Every parent asks the same question: "What's the best investment for my child's future?" This video breaks down the three most popular options-Sukanya Samriddhi Yojana, Public Provident Fund, and mutual funds-with exact numbers, returns, and a practical action plan that addresses the hidden risk most parents don't see.
What This Video Covers:
Duration: 8:13 | Guest: Dhirendra Kumar, CEO of Value Research
Answered at: 0:41–1:33
The fundamental insight here is behavioral: having a dedicated, separate investment vehicle for your child's education prevents the most common mistake parents make-dipping into these funds for other priorities. Your child's education can't be delayed or scaled back the way other goals can be.
More importantly, education is non-negotiable. If you've underestimated the corpus needed, you can borrow for meaningful education (most banks offer education loans). But if you have no corpus at all, you're in a position almost no parent wants to face. However, overestimating your needs isn't failure-it's insurance. If you planned for Rs 2 crore and only needed Rs 1 crore for your child's higher education, the surplus becomes part of your wealth. That's acceptable.

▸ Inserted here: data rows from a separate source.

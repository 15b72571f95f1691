use std::{future::Future, marker::PhantomData, pin::Pin};

use tower::{Layer, Service};

use crate::{handler::PipelineError, Envelope};

/// Tower `Service` wrapper that decodes JSON payloads.
///
/// This service deserializes an [`Envelope`]'s payload into any message type
/// `M` that implements `serde::de::DeserializeOwned` before passing it to the
/// inner service. Useful for pipelines where the handler expects structured
/// types instead of raw bytes.
pub struct JsonService<T, M> {
    inner: T,
    _msg: PhantomData<M>,
}

impl<T: Clone, M> Clone for JsonService<T, M> {
    fn clone(&self) -> Self {
        Self {
            inner: self.inner.clone(),
            _msg: PhantomData,
        }
    }
}

impl<T, M> Service<Envelope> for JsonService<T, M>
where
    M: serde::de::DeserializeOwned + Send + 'static,
    T: Service<M> + Clone + Send + 'static,
    <T as Service<M>>::Error: Into<tower::BoxError>,
    T::Future: Send + 'static,
{
    type Response = T::Response;
    type Error = PipelineError;
    type Future = Pin<Box<dyn Future<Output = Result<Self::Response, Self::Error>> + Send>>;

    fn poll_ready(
        &mut self,
        cx: &mut std::task::Context<'_>,
    ) -> std::task::Poll<Result<(), Self::Error>> {
        self.inner
            .poll_ready(cx)
            .map_err(|e| PipelineError::handler(e.into()))
    }

    fn call(&mut self, req: Envelope) -> Self::Future {
        let mut inner = self.inner.clone();

        Box::pin(async move {
            let message: M = serde_json::from_slice(&req.payload)
                .map_err(|e| PipelineError::decode(Box::new(e)))?;

            inner
                .call(message)
                .await
                .map_err(|e| PipelineError::handler(e.into()))
        })
    }
}

/// Tower `Layer` that applies [`JsonService`] to a service stack.
///
/// Wraps an existing service over a typed message so that it can sit at the
/// end of an [`Envelope`] pipeline.
pub struct JsonLayer<M> {
    _msg: PhantomData<M>,
}

impl<M> JsonLayer<M> {
    /// Create a new JSON decode layer.
    pub fn new() -> Self {
        Self { _msg: PhantomData }
    }
}

impl<M> Default for JsonLayer<M> {
    fn default() -> Self {
        Self::new()
    }
}

impl<S, M> Layer<S> for JsonLayer<M> {
    type Service = JsonService<S, M>;

    fn layer(&self, service: S) -> Self::Service {
        JsonService {
            inner: service,
            _msg: PhantomData,
        }
    }
}
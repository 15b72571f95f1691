use std::sync::atomic::{AtomicBool, Ordering};
use std::sync::Arc;

use async_trait::async_trait;
use futures_core::stream::BoxStream;
use tokio::sync::Mutex;
use tokio_util::sync::CancellationToken;

use crate::converter::MessageConverter;
use crate::envelope::Headers;
use crate::source::{Batch, PartitionContext, SourceMessage, StreamBatches};

/// Provider message of the in-memory source.
///
/// Carries the same field set a broker message would: a payload plus optional
/// id, content type, reply-to, and offset. Useful for unit and integration
/// testing and for simulating delivery without a real broker.
#[derive(Debug, Clone, PartialEq)]
pub struct InMemoryMessage {
    payload: Vec<u8>,
    message_id: Option<String>,
    content_type: Option<String>,
    reply_to: Option<String>,
    offset: Option<i64>,
}

impl InMemoryMessage {
    /// Create a message with the given payload and no metadata.
    pub fn new(payload: impl Into<Vec<u8>>) -> Self {
        Self {
            payload: payload.into(),
            message_id: None,
            content_type: None,
            reply_to: None,
            offset: None,
        }
    }

    /// Set the provider-assigned message id.
    pub fn with_message_id(mut self, message_id: impl Into<String>) -> Self {
        self.message_id = Some(message_id.into());
        self
    }

    /// Set the payload content type.
    pub fn with_content_type(mut self, content_type: impl Into<String>) -> Self {
        self.content_type = Some(content_type.into());
        self
    }

    /// Set the reply-to destination.
    pub fn with_reply_to(mut self, reply_to: impl Into<String>) -> Self {
        self.reply_to = Some(reply_to.into());
        self
    }

    /// Set the message offset within its partition.
    pub fn with_offset(mut self, offset: i64) -> Self {
        self.offset = Some(offset);
        self
    }
}

impl SourceMessage for InMemoryMessage {
    fn payload(&self) -> &[u8] {
        &self.payload
    }

    fn message_id(&self) -> Option<&str> {
        self.message_id.as_deref()
    }

    fn content_type(&self) -> Option<&str> {
        self.content_type.as_deref()
    }

    fn reply_to(&self) -> Option<&str> {
        self.reply_to.as_deref()
    }

    fn offset(&self) -> Option<String> {
        self.offset.map(|offset| offset.to_string())
    }
}

/// Converter between [`Envelope`](crate::Envelope)s and [`InMemoryMessage`]s.
#[derive(Debug, Clone, Copy, Default)]
pub struct InMemoryConverter;

impl MessageConverter for InMemoryConverter {
    type Message = InMemoryMessage;

    fn message_from_text(&self, payload: String) -> Self::Message {
        InMemoryMessage::new(payload.into_bytes())
    }

    fn message_from_bytes(&self, payload: Vec<u8>) -> Self::Message {
        InMemoryMessage::new(payload)
    }

    fn apply_headers(&self, headers: &Headers, message: &mut Self::Message) {
        message.content_type = headers.content_type();
        message.message_id = headers.message_id();
        message.reply_to = headers.reply_to();
    }
}

/// A checkpoint commit observed by an [`InMemoryPartition`].
#[derive(Debug, Clone, PartialEq)]
pub enum CommitRecord {
    /// Commit of the partition's current read position.
    Position,
    /// Commit of an explicit message.
    Message {
        /// Id of the committed message, if it carried one.
        message_id: Option<String>,
        /// Offset token of the committed message, if it carried one.
        offset: Option<String>,
    },
}

/// In-memory partition handle.
///
/// Records every commit it receives so tests can assert on checkpoint
/// behavior, and can be switched into a rejecting state to simulate commit
/// failures.
#[derive(Clone)]
pub struct InMemoryPartition {
    id: String,
    commits: Arc<Mutex<Vec<CommitRecord>>>,
    failing: Arc<AtomicBool>,
}

impl InMemoryPartition {
    /// Create a partition handle with the given id.
    pub fn new(id: impl Into<String>) -> Self {
        Self {
            id: id.into(),
            commits: Arc::new(Mutex::new(Vec::new())),
            failing: Arc::new(AtomicBool::new(false)),
        }
    }

    /// Reject (or stop rejecting) subsequent commits.
    pub fn set_failing(&self, failing: bool) {
        self.failing.store(failing, Ordering::SeqCst);
    }

    /// All commits recorded so far, in arrival order.
    pub async fn commits(&self) -> Vec<CommitRecord> {
        self.commits.lock().await.clone()
    }

    fn reject_if_failing(&self) -> Result<(), std::io::Error> {
        if self.failing.load(Ordering::SeqCst) {
            Err(std::io::Error::other("checkpoint rejected"))
        } else {
            Ok(())
        }
    }
}

#[async_trait]
impl PartitionContext<InMemoryMessage> for InMemoryPartition {
    type Error = std::io::Error;

    fn partition_id(&self) -> &str {
        &self.id
    }

    async fn checkpoint(&self) -> Result<(), Self::Error> {
        self.reject_if_failing()?;
        self.commits.lock().await.push(CommitRecord::Position);
        Ok(())
    }

    async fn checkpoint_message(&self, message: InMemoryMessage) -> Result<(), Self::Error> {
        self.reject_if_failing()?;
        self.commits.lock().await.push(CommitRecord::Message {
            message_id: message.message_id.clone(),
            offset: SourceMessage::offset(&message),
        });
        Ok(())
    }
}

/// An in-memory source for testing or local pipelines.
///
/// Batches queued with [`push_batch`](InMemorySource::push_batch) are yielded
/// in order when the stream is consumed; the stream then ends.
#[derive(Clone, Default)]
pub struct InMemorySource {
    batches: Arc<Mutex<Vec<Batch<InMemoryPartition, InMemoryMessage>>>>,
}

impl InMemorySource {
    /// Create an empty source.
    pub fn new() -> Self {
        Self::default()
    }

    /// Queue a batch for delivery.
    pub async fn push_batch(&self, batch: Batch<InMemoryPartition, InMemoryMessage>) {
        self.batches.lock().await.push(batch);
    }
}

#[async_trait]
impl StreamBatches<InMemoryPartition, InMemoryMessage> for InMemorySource {
    type Error = std::io::Error;

    /// Stream all queued batches, then end.
    async fn batches(
        &self,
        _cancel: CancellationToken,
    ) -> Result<
        BoxStream<'_, Result<Batch<InMemoryPartition, InMemoryMessage>, Self::Error>>,
        Self::Error,
    > {
        let batches = std::mem::take(&mut *self.batches.lock().await);
        let batches: Vec<_> = batches.into_iter().map(Ok).collect();
        Ok(Box::pin(tokio_stream::iter(batches)))
    }
}

#[cfg(test)]
mod tests {
    use super::*;

    #[tokio::test]
    async fn partition_records_commits_in_order() {
        let partition = InMemoryPartition::new("0");

        partition.checkpoint().await.unwrap();
        partition
            .checkpoint_message(InMemoryMessage::new(b"x".to_vec()).with_message_id("m-1"))
            .await
            .unwrap();

        assert_eq!(
            partition.commits().await,
            vec![
                CommitRecord::Position,
                CommitRecord::Message {
                    message_id: Some("m-1".to_owned()),
                    offset: None,
                },
            ],
        );
    }

    #[tokio::test]
    async fn failing_partition_rejects_commits_without_recording() {
        let partition = InMemoryPartition::new("0");
        partition.set_failing(true);

        assert!(partition.checkpoint().await.is_err());
        assert!(partition
            .checkpoint_message(InMemoryMessage::new(b"x".to_vec()))
            .await
            .is_err());
        assert!(partition.commits().await.is_empty());

        partition.set_failing(false);
        partition.checkpoint().await.unwrap();
        assert_eq!(partition.commits().await.len(), 1);
    }

    #[tokio::test]
    async fn source_streams_queued_batches_then_ends() {
        use tokio_stream::StreamExt as _;

        let source = InMemorySource::new();
        source
            .push_batch(Batch {
                context: InMemoryPartition::new("0"),
                messages: vec![InMemoryMessage::new(b"a".to_vec())],
            })
            .await;

        let mut stream = source.batches(CancellationToken::new()).await.unwrap();

        let batch = stream.next().await.unwrap().unwrap();
        assert_eq!(batch.context.partition_id(), "0");
        assert_eq!(batch.messages.len(), 1);
        assert!(stream.next().await.is_none());
    }
}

The same principle applies to weddings and other major life events: prepare early, prepare lavishly, and you remove a layer of financial stress when that event arrives.
Key Takeaway: Separating your child's education fund from your general investment portfolio is as much about discipline as it is about returns. It forces you to take this goal seriously and prevents emotional spending decisions.

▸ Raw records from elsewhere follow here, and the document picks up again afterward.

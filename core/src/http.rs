//! HTTP transport types for the host-does-IO pattern.
//!
//! # Design
//! These types describe HTTP requests and responses as plain data. The core
//! crate builds `HttpRequest` values and parses `HttpResponse` values without
//! ever touching the network — the caller (host) is responsible for executing
//! the actual I/O. This separation keeps the core deterministic and easy to
//! test, and lets the host run requests on whatever runtime it already has.
//!
//! Request bodies are raw bytes because multipart submissions embed binary
//! image data. Response bodies in this API are always JSON or diagnostic
//! text, so they stay `String`.

/// HTTP method for a request.
#[derive(Debug, Clone, Copy, PartialEq, Eq)]
pub enum HttpMethod {
    Get,
    Post,
    Put,
    Delete,
}

/// An HTTP request described as plain data.
///
/// Built by `EmployeeClient::build_*` methods. The caller is responsible for
/// executing this request against the network and returning the corresponding
/// `HttpResponse`.
#[derive(Debug, Clone)]
pub struct HttpRequest {
    pub method: HttpMethod,
    pub url: String,
    pub headers: Vec<(String, String)>,
    pub body: Option<Vec<u8>>,
}

impl HttpRequest {
    /// Value of the first header matching `name` (case-insensitive).
    pub fn header(&self, name: &str) -> Option<&str> {
        self.headers
            .iter()
            .find(|(k, _)| k.eq_ignore_ascii_case(name))
            .map(|(_, v)| v.as_str())
    }
}

/// An HTTP response described as plain data.
///
/// Constructed by the caller after executing an `HttpRequest`, then passed
/// to `EmployeeClient::parse_*` methods for deserialization.
#[derive(Debug, Clone)]
pub struct HttpResponse {
    pub status: u16,
    pub headers: Vec<(String, String)>,
    pub body: String,
}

The decision between Sukanya Samriddhi Yojana (SSY), Public Provident Fund (PPF), and mutual fund SIPs hinges on one question: What's the actual corpus after 15 years?
| Investment Option | Current Rate | Monthly Investment | 15-Year Corpus | Key Benefit | Key Limitation |
| Sukanya Samriddhi (SSY) | 8.2 per cent (tax-free) | Rs 10,000 | Rs 35–36 lakhs | Highest safety, 100 per cent tax-free, only for girls | Investment cap (Rs 1.5L/year), 21-year lock-in, limited corpus growth |
| Public Provident Fund (PPF) | 7.1 per cent (tax-free) | Rs 10,000 | Rs 31–32 lakhs | Safe, versatile (any child), tax-free | 1 per cent less than SSY, 15-year maturity |
| Equity Mutual Funds (SIP) | 12 per cent average (historical) | Rs 10,000 | Rs 48 lakhs | Rs 13 lakh more corpus, inflation-beating | Market volatility, requires discipline & SIP commitment |
The difference is stark. With the same Rs 10,000 monthly investment, an equity SIP historically generates Rs 13 lakh more than SSY over 15 years. That's a 37 per cent higher corpus with the same contribution.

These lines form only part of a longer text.